More than once, while negotiating bumper-to-bumper traffic on a recent three-hour nightmare drive to L.A. from my Orange County, Calif., home, I thought it strange that it took until the 2008 model year for car companies to introduce a full-size hybrid SUV.
I mean, SUVs just seem destined for fuel-efficient hybrid engines, right?
So, I drove to Santa Monica's oceanview Fairmont Miramar Hotel for a first look at GM's 2008 two-mode hybrid GMC Yukon and Chevrolet Tahoe.
What did I find? GM has really delivered one hell of an SUV. I discovered that GMC's 6-liter V8 hybrid Tahoe and Yukon are perhaps the most smooth-riding and least noisy hybrid models (car or truck) on the market today.
Although the gas mileage statistics for these models are not yet formally government rated, GM says its Tahoe and Yukon hybrids may get up to a 40 percent improvement in city fuel economy over their non-hybrid versions and possibly a 25 percent improvement overall. (The same engine will also be available on the 2008 Cadillac Escalade, GMC Sierra and Chevy Silverado.)
To hear GM's head engineers talk about this engine is like listening to a pilot talk about flying a plane. It's complicated.
Basically, there are three engines, one gas and two electric ... motors to be exact (one of which is located under the second row seats). All of the engines are highly interconnected machines, giving the Tahoe or Yukon (and the upcoming 2008 Escalade, Sierra and Silverado) a hefty 332 hp.
"This is a no-excuses hybrid," said GM's chief hybrid engineer Mark Cieslak. "We took a full-size truck to the next level by improving fuel efficiency and performance."
Sure, GM did bring better fuel efficiency to these utilitarian vehicles with seats enough for eight passengers and a 6,000-lb. towing capacity, but did their engineers really improve performance?
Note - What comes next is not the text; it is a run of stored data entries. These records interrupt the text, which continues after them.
//! Main application configuration
//!
//! This module defines the primary configuration structures for the swiss-room
//! tournament service, including environment variable and TOML file loading
//! and validation.

use crate::config::pairing::PairingConfig;
use anyhow::{anyhow, Context, Result};
use serde::{Deserialize, Serialize};
use std::env;
use std::path::Path;

/// Main application configuration
#[derive(Debug, Clone, Default, PartialEq, Serialize, Deserialize)]
#[serde(default)]
pub struct AppConfig {
    pub service: ServiceSettings,
    pub pairing: PairingConfig,
    pub registration: RegistrationSettings,
    pub simulation: SimulationSettings,
}

/// Service-level settings
#[derive(Debug, Clone, PartialEq, Serialize, Deserialize)]
#[serde(default)]
pub struct ServiceSettings {
    /// Service name for logging
    pub name: String,
    /// Log level (trace, debug, info, warn, error)
    pub log_level: String,
}

/// How new player ids are drawn
#[derive(Debug, Clone, Copy, Default, PartialEq, Eq, Serialize, Deserialize)]
#[serde(rename_all = "snake_case")]
pub enum IdStrategy {
    #[default]
    Sequential,
    Random,
}

/// Player registration settings
#[derive(Debug, Clone, PartialEq, Serialize, Deserialize)]
#[serde(default)]
pub struct RegistrationSettings {
    /// Attempts before a registration is reported as failed
    pub max_attempts: u32,
    pub id_strategy: IdStrategy,
}

/// Settings for the round simulation driven by the binary
#[derive(Debug, Clone, PartialEq, Serialize, Deserialize)]
#[serde(default)]
pub struct SimulationSettings {
    /// Tournament code used when the roster does not name one
    pub tournament: String,
    /// Number of rounds to play
    pub rounds: u32,
    /// RNG seed for match outcomes; random when absent
    pub seed: Option<u64>,
}

impl Default for ServiceSettings {
    fn default() -> Self {
        Self {
            name: "swiss-room".to_string(),
            log_level: "info".to_string(),
        }
    }
}

impl Default for RegistrationSettings {
    fn default() -> Self {
        Self {
            max_attempts: 100,
            id_strategy: IdStrategy::Sequential,
        }
    }
}

impl Default for SimulationSettings {
    fn default() -> Self {
        Self {
            tournament: "WOW".to_string(),
            rounds: 3,
            seed: None,
        }
    }
}

impl AppConfig {
    /// Load configuration from environment variables with fallback to defaults
    pub fn from_env() -> Result<Self> {
        let mut config = Self::default();
        config.apply_env()?;
        validate_config(&config)?;
        Ok(config)
    }

    /// Load configuration from a TOML file, then apply environment overrides
    pub fn from_file(path: &Path) -> Result<Self> {
        let raw = std::fs::read_to_string(path)
            .with_context(|| format!("Failed to read config file {}", path.display()))?;
        let mut config = Self::from_toml_str(&raw)?;
        config.apply_env()?;
        validate_config(&config)?;
        Ok(config)
    }

    /// Parse a TOML document; missing sections take their defaults
    pub fn from_toml_str(raw: &str) -> Result<Self> {
        toml::from_str(raw).map_err(|e| anyhow!("Invalid configuration file: {}", e))
    }

    fn apply_env(&mut self) -> Result<()> {
        // Service settings
        if let Ok(name) = env::var("SERVICE_NAME") {
            self.service.name = name;
        }
        if let Ok(log_level) = env::var("LOG_LEVEL") {
            self.service.log_level = log_level;
        }

        // Pairing settings
        if let Ok(tie_break) = env::var("TIE_BREAK") {
            self.pairing.tie_break = tie_break.parse()?;
        }
        if let Ok(policy) = env::var("PARTIAL_ROUND_POLICY") {
            self.pairing.partial_round_policy = policy.parse()?;
        }
        if let Ok(allow) = env::var("ALLOW_REMATCHES") {
            self.pairing.allow_rematches = allow
                .parse()
                .map_err(|_| anyhow!("Invalid ALLOW_REMATCHES value: {}", allow))?;
        }

        // Registration settings
        if let Ok(attempts) = env::var("MAX_REGISTRATION_ATTEMPTS") {
            self.registration.max_attempts = attempts
                .parse()
                .map_err(|_| anyhow!("Invalid MAX_REGISTRATION_ATTEMPTS value: {}", attempts))?;
        }
        if let Ok(strategy) = env::var("ID_STRATEGY") {
            self.registration.id_strategy = match strategy.to_ascii_lowercase().as_str() {
                "sequential" => IdStrategy::Sequential,
                "random" => IdStrategy::Random,
                _ => return Err(anyhow!("Invalid ID_STRATEGY value: {}", strategy)),
            };
        }

        // Simulation settings
        if let Ok(tournament) = env::var("TOURNAMENT") {
            self.simulation.tournament = tournament;
        }
        if let Ok(rounds) = env::var("ROUNDS") {
            self.simulation.rounds = rounds
                .parse()
                .map_err(|_| anyhow!("Invalid ROUNDS value: {}", rounds))?;
        }
        if let Ok(seed) = env::var("SEED") {
            self.simulation.seed = Some(
                seed.parse()
                    .map_err(|_| anyhow!("Invalid SEED value: {}", seed))?,
            );
        }

        Ok(())
    }
}

/// Validate configuration values
pub fn validate_config(config: &AppConfig) -> Result<()> {
    match config.service.log_level.to_lowercase().as_str() {
        "trace" | "debug" | "info" | "warn" | "error" => {}
        _ => return Err(anyhow!("Invalid log level: {}", config.service.log_level)),
    }

    if config.registration.max_attempts == 0 {
        return Err(anyhow!("Registration attempts must be greater than 0"));
    }

    if config.simulation.tournament.trim().is_empty() {
        return Err(anyhow!("Tournament code cannot be empty"));
    }

    Ok(())
}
"GM looked at every single aspect of these SUVs, from the engines to the interiors and exteriors, to extract as much energy savings as possible, Cieslak said." For example, the electric variable transmission (EVT) was designed to take full advantage of the engine to maximize fuel efficiency. In conjunction with the EVT, GM is using Active Fuel Management , which shuts down four of the eight cylinders in the engine when needed, further increasing fuel efficiency. And, these full-size SUVs run on electric power alone up to 32 mph. To capture even more available energy, GM's engineers developed a "fully-blended regenerative brake system" that gathers energy every time you use the brakes and uses it to recharge the battery pack.
Aerodynamics were also a big consideration, Cieslak said, who also states that even the wheel spokes were redesigned by world-class aerodynamics specialists. In addition, GM took "mass reductions" in the SUVs' weight by creating an all-new aluminum body and "thin profile" seats, he said.
But Cieslak was most excited about the engine's "brain," explaining that the engine's computer sizes up the driving situation every 100 milliseconds, instantly making decisions on behalf of the driver, ultimately deciding the best possible energy solution for even greater performance and fuel efficiency.
That all sounds rather fantastic, but how do these new hybrid trucks really drive? When I got behind the wheel that day in Santa Monica, I honestly was rather skeptical, because I've driven every hybrid model on the market today and I'm usually somewhat disappointed in all two-mode hybrids for their lack of acceleration and uncommon gurgling engine noise.
However, after driving on a sunny California day through Santa Monica's rolling hills and city traffic, I came away completely impressed. Not only do these new hybrid SUVs power over hills and handle perfectly, but they are the most non-hybrid-sounding vehicles available on the road. In fact, I wouldn't have known these trucks were hybrids by either engine noise or handling.
Regarding pricing, the GM reps were rather vague, although they did say the cost of these hybrid versions would be somewhere around the 2007 Chevy Tahoe LT and GMC Yukon XL, both of which have an MSRP starting at $39,000. Thus GM is pricing these models without a "hybrid premium" as have other hybrid makers.
So when will these technology-laden hybrids be on the dealership floors? GM officials say they are hoping to sell some of the "world's first full-size hybrid SUVs" as Christmas presents, but if not, certainly after the first of the year.